Task item:
Whenever a line in the records below holds the string "Serialize", copy it out.

◇ ◇ ◇

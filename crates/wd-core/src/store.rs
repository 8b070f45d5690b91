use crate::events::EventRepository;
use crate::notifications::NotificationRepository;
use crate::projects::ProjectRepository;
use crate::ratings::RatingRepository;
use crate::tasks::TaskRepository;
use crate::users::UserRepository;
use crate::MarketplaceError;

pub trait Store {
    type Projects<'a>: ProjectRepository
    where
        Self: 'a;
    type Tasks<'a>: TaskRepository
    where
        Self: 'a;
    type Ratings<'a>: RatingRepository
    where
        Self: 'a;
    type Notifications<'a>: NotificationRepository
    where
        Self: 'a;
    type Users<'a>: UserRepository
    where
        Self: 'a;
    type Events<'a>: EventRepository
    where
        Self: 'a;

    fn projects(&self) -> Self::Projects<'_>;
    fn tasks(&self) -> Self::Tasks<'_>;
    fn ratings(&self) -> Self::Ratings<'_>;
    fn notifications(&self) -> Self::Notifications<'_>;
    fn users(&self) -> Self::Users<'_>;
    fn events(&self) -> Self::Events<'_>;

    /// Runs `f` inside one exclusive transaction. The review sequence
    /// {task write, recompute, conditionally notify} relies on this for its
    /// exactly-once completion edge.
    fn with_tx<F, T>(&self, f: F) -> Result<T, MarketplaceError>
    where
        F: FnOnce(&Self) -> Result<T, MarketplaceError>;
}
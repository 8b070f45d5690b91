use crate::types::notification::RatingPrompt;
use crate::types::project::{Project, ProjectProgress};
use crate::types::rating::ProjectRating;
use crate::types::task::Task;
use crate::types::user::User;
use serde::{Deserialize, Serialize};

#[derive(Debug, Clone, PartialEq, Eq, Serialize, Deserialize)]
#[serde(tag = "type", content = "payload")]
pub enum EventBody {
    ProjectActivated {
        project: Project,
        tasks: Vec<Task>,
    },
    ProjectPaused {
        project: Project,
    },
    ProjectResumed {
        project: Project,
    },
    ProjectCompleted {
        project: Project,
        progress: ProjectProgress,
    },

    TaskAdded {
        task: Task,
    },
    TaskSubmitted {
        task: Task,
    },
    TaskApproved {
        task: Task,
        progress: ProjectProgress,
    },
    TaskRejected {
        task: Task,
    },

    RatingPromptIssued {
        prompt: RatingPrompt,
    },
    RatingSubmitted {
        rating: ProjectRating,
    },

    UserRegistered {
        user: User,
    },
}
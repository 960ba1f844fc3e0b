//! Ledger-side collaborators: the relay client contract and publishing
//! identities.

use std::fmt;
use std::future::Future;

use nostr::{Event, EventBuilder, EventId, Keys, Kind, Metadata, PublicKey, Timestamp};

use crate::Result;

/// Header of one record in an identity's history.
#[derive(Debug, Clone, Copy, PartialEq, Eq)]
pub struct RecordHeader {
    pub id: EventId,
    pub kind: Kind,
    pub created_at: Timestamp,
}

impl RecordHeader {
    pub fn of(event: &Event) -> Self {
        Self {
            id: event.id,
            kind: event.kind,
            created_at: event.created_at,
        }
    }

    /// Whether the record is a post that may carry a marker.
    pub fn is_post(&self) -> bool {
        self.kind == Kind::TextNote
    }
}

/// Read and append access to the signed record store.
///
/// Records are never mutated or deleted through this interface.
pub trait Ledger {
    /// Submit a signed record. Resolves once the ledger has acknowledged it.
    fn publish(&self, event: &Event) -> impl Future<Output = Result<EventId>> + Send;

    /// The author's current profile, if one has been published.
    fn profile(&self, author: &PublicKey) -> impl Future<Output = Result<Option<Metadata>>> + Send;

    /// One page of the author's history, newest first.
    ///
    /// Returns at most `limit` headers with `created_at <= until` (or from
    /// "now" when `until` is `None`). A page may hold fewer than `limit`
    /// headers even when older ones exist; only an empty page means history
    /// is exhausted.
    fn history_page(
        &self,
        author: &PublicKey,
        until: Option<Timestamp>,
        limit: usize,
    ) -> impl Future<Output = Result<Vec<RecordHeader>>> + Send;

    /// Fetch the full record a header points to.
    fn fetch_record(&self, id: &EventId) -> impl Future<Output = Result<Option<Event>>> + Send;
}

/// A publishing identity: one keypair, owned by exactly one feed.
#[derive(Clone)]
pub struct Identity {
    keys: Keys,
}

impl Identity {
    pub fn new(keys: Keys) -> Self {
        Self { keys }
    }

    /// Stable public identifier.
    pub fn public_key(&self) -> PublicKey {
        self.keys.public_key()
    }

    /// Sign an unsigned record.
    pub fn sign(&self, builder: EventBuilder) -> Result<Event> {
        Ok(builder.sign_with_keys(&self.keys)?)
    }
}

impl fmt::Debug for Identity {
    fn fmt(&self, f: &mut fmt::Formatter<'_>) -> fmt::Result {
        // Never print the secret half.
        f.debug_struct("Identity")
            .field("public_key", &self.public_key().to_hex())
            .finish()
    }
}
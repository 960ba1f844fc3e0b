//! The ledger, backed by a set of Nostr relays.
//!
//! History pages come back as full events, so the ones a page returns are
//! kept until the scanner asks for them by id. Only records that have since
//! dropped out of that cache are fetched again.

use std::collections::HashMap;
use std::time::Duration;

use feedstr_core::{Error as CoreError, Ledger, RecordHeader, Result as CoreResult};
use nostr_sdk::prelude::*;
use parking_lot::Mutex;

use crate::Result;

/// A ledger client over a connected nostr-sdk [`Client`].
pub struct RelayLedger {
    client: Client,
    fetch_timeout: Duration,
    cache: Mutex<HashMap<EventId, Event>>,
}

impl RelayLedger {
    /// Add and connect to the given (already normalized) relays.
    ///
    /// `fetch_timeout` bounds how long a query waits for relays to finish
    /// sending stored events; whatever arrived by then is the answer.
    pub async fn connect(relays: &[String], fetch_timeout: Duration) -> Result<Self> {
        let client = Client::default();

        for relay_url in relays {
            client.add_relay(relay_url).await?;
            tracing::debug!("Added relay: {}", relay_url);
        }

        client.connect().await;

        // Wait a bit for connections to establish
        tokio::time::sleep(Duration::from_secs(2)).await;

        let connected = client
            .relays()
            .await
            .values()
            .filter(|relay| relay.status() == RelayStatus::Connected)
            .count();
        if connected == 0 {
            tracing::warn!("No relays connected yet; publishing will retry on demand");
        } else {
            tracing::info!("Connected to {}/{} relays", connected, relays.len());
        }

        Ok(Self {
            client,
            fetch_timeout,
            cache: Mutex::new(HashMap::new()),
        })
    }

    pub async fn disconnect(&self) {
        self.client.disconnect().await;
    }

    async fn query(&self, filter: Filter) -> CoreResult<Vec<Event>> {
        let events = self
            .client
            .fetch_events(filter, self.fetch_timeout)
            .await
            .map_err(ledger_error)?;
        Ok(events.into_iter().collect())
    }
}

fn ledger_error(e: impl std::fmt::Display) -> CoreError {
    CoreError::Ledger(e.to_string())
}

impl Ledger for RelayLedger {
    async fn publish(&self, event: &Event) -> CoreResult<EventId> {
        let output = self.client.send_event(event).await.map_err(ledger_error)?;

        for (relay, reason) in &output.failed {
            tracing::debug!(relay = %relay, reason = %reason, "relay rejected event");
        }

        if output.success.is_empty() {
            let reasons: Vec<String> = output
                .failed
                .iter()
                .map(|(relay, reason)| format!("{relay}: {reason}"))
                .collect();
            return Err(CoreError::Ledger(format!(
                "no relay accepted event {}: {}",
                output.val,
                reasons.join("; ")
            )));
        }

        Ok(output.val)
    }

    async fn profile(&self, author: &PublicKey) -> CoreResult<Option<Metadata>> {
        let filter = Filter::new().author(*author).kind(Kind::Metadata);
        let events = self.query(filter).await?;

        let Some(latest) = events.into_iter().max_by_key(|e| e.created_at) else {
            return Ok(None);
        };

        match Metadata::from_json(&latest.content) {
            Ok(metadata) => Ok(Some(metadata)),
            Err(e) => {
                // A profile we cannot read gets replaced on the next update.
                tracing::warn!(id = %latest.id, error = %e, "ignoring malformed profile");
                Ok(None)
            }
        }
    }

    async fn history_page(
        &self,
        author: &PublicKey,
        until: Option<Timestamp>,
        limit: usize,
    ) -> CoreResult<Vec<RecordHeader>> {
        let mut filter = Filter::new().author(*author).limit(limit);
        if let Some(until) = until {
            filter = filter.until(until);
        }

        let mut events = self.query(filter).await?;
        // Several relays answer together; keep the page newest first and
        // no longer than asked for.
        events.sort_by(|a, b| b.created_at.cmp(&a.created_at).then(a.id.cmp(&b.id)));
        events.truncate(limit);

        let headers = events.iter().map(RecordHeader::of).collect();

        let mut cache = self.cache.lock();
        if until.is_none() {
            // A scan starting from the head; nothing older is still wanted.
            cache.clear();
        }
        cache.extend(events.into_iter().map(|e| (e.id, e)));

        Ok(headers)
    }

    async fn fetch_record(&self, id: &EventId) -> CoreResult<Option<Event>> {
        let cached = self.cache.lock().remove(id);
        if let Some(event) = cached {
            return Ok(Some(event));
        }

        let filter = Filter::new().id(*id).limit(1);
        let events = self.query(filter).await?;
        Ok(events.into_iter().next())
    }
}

◇ ◇ ◇

Response box:
use serde::{Deserialize, Serialize};
#[derive(Debug, Clone, PartialEq, Eq, Serialize, Deserialize)]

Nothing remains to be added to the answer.